_Your goal_
Set down exactly the entries below, beginning at their first line and ending at the line with "-> Result<(Self, CdpSurface)>".

++++++++

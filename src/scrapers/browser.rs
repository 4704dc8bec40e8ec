//! Chromium-backed rendering surface.
//!
//! The portal draws its grid entirely from client-side script, so the
//! production surface is a headless Chromium page driven over CDP. Downloads
//! are routed into the watched export directory at session start.

use std::path::{Path, PathBuf};
use std::time::Duration;

use anyhow::{Context, Result};
use async_trait::async_trait;
use chromiumoxide::cdp::browser_protocol::browser::{
    SetDownloadBehaviorBehavior, SetDownloadBehaviorParams,
};
use chromiumoxide::{Browser, BrowserConfig, Page};
use futures::StreamExt;
use tokio::task::JoinHandle;
use tokio::time::sleep;
use tracing::{debug, info, warn};

use crate::config::BrowserSettings;
use crate::scrapers::surface::{Locator, RenderSurface};

/// Common Chrome executable paths to check.
const CHROME_PATHS: &[&str] = &[
    // Linux
    "/usr/bin/google-chrome",
    "/usr/bin/google-chrome-stable",
    "/usr/bin/chromium",
    "/usr/bin/chromium-browser",
    "/snap/bin/chromium",
    // macOS
    "/Applications/Google Chrome.app/Contents/MacOS/Google Chrome",
    "/Applications/Chromium.app/Contents/MacOS/Chromium",
    // Common install locations
    "/opt/google/chrome/google-chrome",
];

/// Resolves document.readyState once the DOM is usable, with its own
/// fallback so the promise cannot hang forever.
const WAIT_FOR_READY_SCRIPT: &str = r#"
    new Promise((resolve) => {
        if (document.readyState === 'complete' || document.readyState === 'interactive') {
            resolve(document.readyState);
        } else {
            document.addEventListener('DOMContentLoaded', () => resolve(document.readyState));
            setTimeout(() => resolve('timeout'), 10000);
        }
    })
"#;

/// An owned browser process plus its CDP event loop.
pub struct BrowserSession {
    browser: Browser,
    handler_task: JoinHandle<()>,
}

impl BrowserSession {
    /// Launch Chromium and open the single page the run drives, with
    /// downloads redirected into `download_dir`.
    pub async fn launch(
        settings: &BrowserSettings,
        download_dir: &Path,
    ) -> Result<(Self, CdpSurface)> {
        let chrome_path = find_chrome()?;
        info!("launching browser (headless={})", settings.headless);

        let mut builder = BrowserConfig::builder().chrome_executable(chrome_path);

        // with_head means NOT headless, confusingly
        if !settings.headless {
            builder = builder.with_head();
        }

        builder = builder
            .arg("--disable-blink-features=AutomationControlled")
            .arg("--disable-dev-shm-usage")
            .arg("--no-first-run")
            .arg("--no-default-browser-check")
            .arg("--no-sandbox") // Often needed for headless in containers/restricted environments
            .arg("--disable-gpu");

        for arg in &settings.chrome_args {
            builder = builder.arg(arg);
        }

        let config = builder
            .build()
            .map_err(|e| anyhow::anyhow!("Failed to build browser config: {}", e))?;

        let (browser, mut handler) = Browser::launch(config)
            .await
            .context("Failed to launch browser")?;

        // Spawn handler task
        let handler_task = tokio::spawn(async move {
            while let Some(h) = handler.next().await {
                if h.is_err() {
                    break;
                }
            }
        });

        let page = browser.new_page("about:blank").await?;

        let params = SetDownloadBehaviorParams::builder()
            .behavior(SetDownloadBehaviorBehavior::Allow)
            .download_path(download_dir.to_string_lossy().into_owned())
            .build()
            .map_err(|e| anyhow::anyhow!("Failed to build download behavior: {}", e))?;
        page.execute(params)
            .await
            .context("Failed to route downloads into the export directory")?;

        let surface = CdpSurface {
            page,
            load_timeout: settings.load_timeout(),
        };

        Ok((
            Self {
                browser,
                handler_task,
            },
            surface,
        ))
    }

    /// Shut the browser down and stop the event loop.
    pub async fn close(mut self) {
        let _ = self.browser.close().await;
        let _ = self.browser.wait().await;
        self.handler_task.abort();
    }
}

/// Find Chrome executable.
fn find_chrome() -> Result<PathBuf> {
    for path in CHROME_PATHS {
        let p = Path::new(path);
        if p.exists() {
            info!("Found Chrome at: {}", path);
            return Ok(p.to_path_buf());
        }
    }

    for cmd in &[
        "google-chrome",
        "google-chrome-stable",
        "chromium",
        "chromium-browser",
    ] {
        if let Ok(output) = std::process::Command::new("which").arg(cmd).output() {
            if output.status.success() {
                let path = String::from_utf8_lossy(&output.stdout).trim().to_string();
                if !path.is_empty() {
                    info!("Found Chrome in PATH: {}", path);
                    return Ok(PathBuf::from(path));
                }
            }
        }
    }

    Err(anyhow::anyhow!(
        "Chrome/Chromium not found. Please install it:\n\
         - Arch/Manjaro: sudo pacman -S chromium\n\
         - Ubuntu/Debian: sudo apt install chromium-browser\n\
         - Fedora: sudo dnf install chromium\n\
         - Or download from: https://www.google.com/chrome/"
    ))
}

/// [`RenderSurface`] over a live CDP page.
pub struct CdpSurface {
    page: Page,
    load_timeout: Duration,
}

impl CdpSurface {
    async fn eval_value(&self, js: String) -> Result<serde_json::Value> {
        let result = self.page.evaluate(js).await?;
        Ok(result
            .into_value::<serde_json::Value>()
            .unwrap_or(serde_json::Value::Null))
    }
}

#[async_trait]
impl RenderSurface for CdpSurface {
    async fn goto(&self, url: &str) -> Result<()> {
        info!("Navigating to {}", url);
        self.page.goto(url).await.context("navigation failed")?;

        // Wait for the DOM instead of a fixed timeout; the grid itself is
        // confirmed later by fingerprint polling.
        match tokio::time::timeout(
            self.load_timeout,
            self.page.evaluate(WAIT_FOR_READY_SCRIPT.to_string()),
        )
        .await
        {
            Ok(Ok(result)) => {
                let state: String = result
                    .into_value()
                    .unwrap_or_else(|_| "unknown".to_string());
                debug!("Page ready state: {}", state);
            }
            Ok(Err(e)) => {
                debug!("Could not check ready state: {}", e);
            }
            Err(_) => {
                warn!("Timeout waiting for page ready state");
            }
        }

        // Small additional delay for any late-loading scripts
        sleep(Duration::from_millis(500)).await;

        Ok(())
    }

    async fn exists(&self, locator: &Locator) -> Result<bool> {
        match locator {
            Locator::Css(selector) => Ok(self.page.find_element(selector.as_str()).await.is_ok()),
            Locator::Text { tag, label } => {
                let value = self.eval_value(text_probe_js(tag, label)).await?;
                Ok(value.as_bool().unwrap_or(false))
            }
        }
    }

    async fn read_text(&self, locator: &Locator) -> Result<Option<String>> {
        match locator {
            Locator::Css(selector) => {
                let Ok(element) = self.page.find_element(selector.as_str()).await else {
                    return Ok(None);
                };
                Ok(element.inner_text().await?)
            }
            Locator::Text { tag, label } => {
                let value = self.eval_value(text_read_js(tag, label)).await?;
                Ok(value.as_str().map(|s| s.to_string()))
            }
        }
    }

    async fn full_text(&self) -> Result<String> {
        let value = self
            .eval_value("document.body ? document.body.innerText : ''".to_string())
            .await?;
        if let Some(text) = value.as_str() {
            return Ok(text.to_string());
        }
        Ok(self.page.content().await?)
    }

    async fn click(&self, locator: &Locator) -> Result<bool> {
        match locator {
            Locator::Css(selector) => {
                let Ok(element) = self.page.find_element(selector.as_str()).await else {
                    return Ok(false);
                };
                match element.click().await {
                    Ok(_) => Ok(true),
                    Err(e) => {
                        debug!("click on {} did not take: {}", selector, e);
                        Ok(false)
                    }
                }
            }
            // No element handle for a text match; the scripted click is the
            // only interaction path.
            Locator::Text { .. } => self.invoke(locator).await,
        }
    }

    async fn invoke(&self, locator: &Locator) -> Result<bool> {
        let js = match locator {
            Locator::Css(selector) => css_click_js(selector),
            Locator::Text { tag, label } => text_click_js(tag, label),
        };
        let value = self.eval_value(js).await?;
        Ok(value.as_bool().unwrap_or(false))
    }

    async fn eval(&self, js: &str) -> Result<serde_json::Value> {
        self.eval_value(js.to_string()).await
    }
}

fn quoted(s: &str) -> String {
    serde_json::to_string(s).unwrap_or_else(|_| "\"\"".to_string())
}

fn css_click_js(selector: &str) -> String {
    let sel = quoted(selector);
    format!(
        "(function() {{ const el = document.querySelector({sel}); \
         if (!el) return false; el.click(); return true; }})()"
    )
}

fn text_find_js(tag: &str, label: &str, body: &str) -> String {
    let tag = quoted(tag);
    let label = quoted(label);
    format!(
        "(function() {{ const want = {label}; \
         for (const el of document.getElementsByTagName({tag})) {{ \
         if ((el.textContent || '').trim() === want) {{ {body} }} }} \
         return null; }})()"
    )
}

fn text_probe_js(tag: &str, label: &str) -> String {
    text_find_js(tag, label, "return true;")
}

fn text_read_js(tag: &str, label: &str) -> String {
    text_find_js(tag, label, "return (el.textContent || '').trim();")
}

fn text_click_js(tag: &str, label: &str) -> String {
    text_find_js(tag, label, "el.click(); return true;")
}

#[cfg(test)]
mod tests {
    use super::*;

    #[test]
    fn text_click_snippet_quotes_label() {
        let js = text_click_js("a", "2");
        assert!(js.contains("\"a\""));
        assert!(js.contains("const want = \"2\""));
        assert!(js.contains("el.click()"));
    }

    #[test]
    fn css_click_snippet_escapes_selector() {
        let js = css_click_js("a[onclick*=\"fn_paging('2')\"]");
        assert!(js.contains("querySelector(\"a[onclick*=\\\"fn_paging('2')\\\"]\")"));
    }
}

++++++++

_Result of the exercise_
filename src/scrapers/browser.rs
repository 4704dc8bec40e8ec
//! Chromium-backed rendering surface.
//!
//! The portal draws its grid entirely from client-side script, so the
//! production surface is a headless Chromium page driven over CDP. Downloads
//! are routed into the watched export directory at session start.

use std::path::{Path, PathBuf};
use std::time::Duration;

use anyhow::{Context, Result};
use async_trait::async_trait;
use chromiumoxide::cdp::browser_protocol::browser::{
    SetDownloadBehaviorBehavior, SetDownloadBehaviorParams,
};
use chromiumoxide::{Browser, BrowserConfig, Page};
use futures::StreamExt;
use tokio::task::JoinHandle;
use tokio::time::sleep;
use tracing::{debug, info, warn};

use crate::config::BrowserSettings;
use crate::scrapers::surface::{Locator, RenderSurface};

/// Common Chrome executable paths to check.
const CHROME_PATHS: &[&str] = &[
    // Linux
    "/usr/bin/google-chrome",
    "/usr/bin/google-chrome-stable",
    "/usr/bin/chromium",
    "/usr/bin/chromium-browser",
    "/snap/bin/chromium",
    // macOS
    "/Applications/Google Chrome.app/Contents/MacOS/Google Chrome",
    "/Applications/Chromium.app/Contents/MacOS/Chromium",
    // Common install locations
    "/opt/google/chrome/google-chrome",
];

/// Resolves document.readyState once the DOM is usable, with its own
/// fallback so the promise cannot hang forever.
const WAIT_FOR_READY_SCRIPT: &str = r#"
    new Promise((resolve) => {
        if (document.readyState === 'complete' || document.readyState === 'interactive') {
            resolve(document.readyState);
        } else {
            document.addEventListener('DOMContentLoaded', () => resolve(document.readyState));
            setTimeout(() => resolve('timeout'), 10000);
        }
    })
"#;

/// An owned browser process plus its CDP event loop.
pub struct BrowserSession {
    browser: Browser,
    handler_task: JoinHandle<()>,
}

impl BrowserSession {
    /// Launch Chromium and open the single page the run drives, with
    /// downloads redirected into `download_dir`.
    pub async fn launch(
        settings: &BrowserSettings,
        download_dir: &Path,
    ) -> Result<(Self, CdpSurface)> {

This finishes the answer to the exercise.